Fatalities in County Cork during the War of Independence

This map furnishes a detailed portrait of the geographical distribution of fatalities across County Cork during the War of Independence. Cork recorded the highest total of any Irish county in absolute terms during the conflict; Cork also registered the highest homicide rate per 10,000 persons during the height of the conflict. The map reveals the significance of major urban centres across the county. Not surprisingly, Cork city features very prominently, but deaths were spread across the county as a whole. Cork city centre registered a heavy toll, with many civilian casualties and with thirteen republican prisoners executed at Victoria Barracks and other Volunteers dying in custody. The more dispersed pattern of killing across County Cork resulted in part from the death toll in or near secondary urban centres. In addition, key events such as Crossbarry, or IRA ambushes at Kilmichael, Cloonbannin, and other sites, or successful operations by crown forces at Clonmult and Ballycannon (where the tables were turned), all occurred in rural locations. With certain important exceptions such as the Upton train ambush, civilian killings were usually far more dispersed than those of combatants, with many more incidents resulting in only a single victim. In geographical terms the killing of suspected civilian spies broadly follows the wider civilian pattern, except that there was a heavy concentration of killings in the southern districts of the city. Episodes where single, double, or triple killings occurred in both urban and rural contexts also account for discernible concentrations in specific parts of the county. The more densely populated southern half of County Cork figures more prominently than the northern half or the far west. The two heaviest concentrations of killing outside the city emerged in two zones, one extending west-north-west through the area of the Cork No. 1 Brigade, the second pushing into the Cork No. 3 Brigade area. Notably, the Cork No. 3 Brigade area recorded an additional line of fatalities across West Cork’s coastal communities. A similar pattern of concentration is evident in east Cork, and others are visable in and around the urban centres of north Cork. We have accounted for deaths resulting from wounds at the place of wounding (e.g., an ambush site) rather than at the place of death (e.g., a hospital or prison). We indicate executions at the place of execution.


About the Researchers


Andy Bielenberg is a Senior Lecturer in the School of History, University College Cork, where he lectures on Irish social and economic history in the nineteenth and twentieth centuries. He also teaches about and undertakes research on the First World War, the War of Independence, and the Civil War, with a special focus on County Cork. He received his doctorate from the London School of Economics in 1992. His recent publications include Ireland and the Industrial Revolution, 1801-1922 (2009), which summarizes many years of research on Irish industrial history; An Economic History of Ireland since Independence (2013), co-authored with Raymond Ryan; and “Exodus: The Emigration of Southern Irish Protestants during the Irish War of Independence and the Civil War,” Past and Present, no. 218 (Feb. 2013).  

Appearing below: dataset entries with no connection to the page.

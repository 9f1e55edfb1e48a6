//! Rectangle selection (shift + drag on the stage).
//!
//! While active the plugin exposes the rectangle in viewport pixels for the
//! renderer's overlay. On mouse up every visible node whose center lies in the
//! rectangle is highlighted, and every relation between visible nodes whose
//! endpoints lie in it once shrunk to the border of their node squares.

use super::{InteractionPlugin, PluginContext, Subscriptions};
use crate::geometry::{Point, Rect, angle_degrees, distance_to_square_border, move_point};
use crate::graph::GraphStore;
use crate::input::{InteractionEvent, InteractionState, StateCallback};
use crate::types::{NodeId, RelationId};
use parking_lot::Mutex;
use serde::{Deserialize, Serialize};
use std::sync::Arc;
use tracing::debug;

/// Overlay rectangle in viewport pixels. Width and height are negative when
/// the pointer moved up or left of the start point.
#[derive(Clone, Copy, Debug, Default, PartialEq, Serialize, Deserialize)]
pub struct SelectionRectangle {
    pub x: f64,
    pub y: f64,
    pub width: f64,
    pub height: f64,
}

impl SelectionRectangle {
    pub fn start(&self) -> Point {
        Point::new(self.x, self.y)
    }

    pub fn end(&self) -> Point {
        Point::new(self.x + self.width, self.y + self.height)
    }
}

#[derive(Debug, Default)]
pub struct SelectionPlugin {
    rectangle: Mutex<Option<SelectionRectangle>>,
}

impl SelectionPlugin {
    pub fn new() -> Self {
        Self::default()
    }

    /// The overlay to draw, if a selection is in progress.
    pub fn rectangle(&self) -> Option<SelectionRectangle> {
        *self.rectangle.lock()
    }

    pub fn is_active(&self) -> bool {
        self.rectangle.lock().is_some()
    }

    fn begin(&self, event: &InteractionEvent) {
        *self.rectangle.lock() = Some(SelectionRectangle {
            x: event.position.x,
            y: event.position.y,
            width: 0.0,
            height: 0.0,
        });
    }

    fn resize(&self, event: &InteractionEvent) {
        if let Some(rectangle) = self.rectangle.lock().as_mut() {
            rectangle.width = event.position.x - rectangle.x;
            rectangle.height = event.position.y - rectangle.y;
        }
    }

    fn commit(&self, ctx: &PluginContext) {
        crate::profile_scope!("selection.commit");
        let Some(rectangle) = self.rectangle.lock().take() else {
            return;
        };

        let area = Rect::from_corners(
            ctx.viewport.viewport_to_graph(rectangle.start()),
            ctx.viewport.viewport_to_graph(rectangle.end()),
        );

        let mut graph = ctx.graph.lock();
        let (node_ids, relation_ids) = items_inside(&graph, &area);
        for id in &node_ids {
            graph.highlight_node(id);
        }
        for id in &relation_ids {
            graph.highlight_relation(id);
        }
        debug!(
            nodes = node_ids.len(),
            relations = relation_ids.len(),
            "selection committed"
        );
    }
}

/// Visible nodes and relations contained in a graph-space rectangle.
pub fn items_inside(graph: &GraphStore, area: &Rect) -> (Vec<NodeId>, Vec<RelationId>) {
    let node_ids = graph
        .nodes()
        .filter(|(_, node)| !node.hidden && area.contains(Point::new(node.x, node.y)))
        .map(|(id, _)| id.clone())
        .collect();

    let relation_ids = graph
        .relations()
        .filter(|(_, relation)| !relation.hidden)
        .filter(|(_, relation)| {
            let (Some(source), Some(target)) =
                (graph.node(&relation.source), graph.node(&relation.target))
            else {
                return false;
            };
            if source.hidden || target.hidden {
                return false;
            }
            let from = Point::new(source.x, source.y);
            let to = Point::new(target.x, target.y);
            let forward = angle_degrees(from, to);
            let backward = angle_degrees(to, from);
            let start = move_point(from, distance_to_square_border(source.size, forward), forward);
            let end = move_point(to, distance_to_square_border(target.size, backward), backward);
            area.contains(start) && area.contains(end)
        })
        .map(|(id, _)| id.clone())
        .collect();

    (node_ids, relation_ids)
}

impl InteractionPlugin for SelectionPlugin {
    fn name(&self) -> &'static str {
        "selection-tool"
    }

    fn install(self: Arc<Self>, ctx: &PluginContext) -> Subscriptions {
        let mut subscriptions = Subscriptions::new();
        let (before, main, up) = (self.clone(), self.clone(), self);

        subscriptions.on(
            &ctx.ism,
            InteractionState::NodeSelection,
            StateCallback::new()
                .before(move |event| before.begin(event))
                .main(move |event| main.resize(event)),
        );

        let up_ctx = ctx.clone();
        subscriptions.on(
            &ctx.ism,
            InteractionState::MouseUp,
            StateCallback::new().main(move |_| up.commit(&up_ctx)),
        );
        subscriptions
    }
}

James S. Donnelly Jr is Professor Emeritus of History at the University of Wisconsin-Madison, where he taught modern Irish and British history from 1972 to 2008. He authored The Land and the People of Nineteenth-Century Cork: The Rural Economy and the Land Question (1975) and The Great Irish Potato Famine (2001). He co-edited (with Samuel Clark) Irish Peasants: Violence and Political Unrest, 1780-1914 (1983) and (with Kerby Miller) Irish Popular Culture, 1650-1850 (1998). His latest book Captain Rock: The Irish Agrarian Rebellion of 1821-1824 was published in the fall of 2009. He serves as co-editor (with Thomas Archdeacon) of the book series ‘The History of Ireland and the Irish Diaspora’ at the University of Wisconsin Press (17 volumes published to date). He has been co-editor of the journal Éire-Ireland since 2001.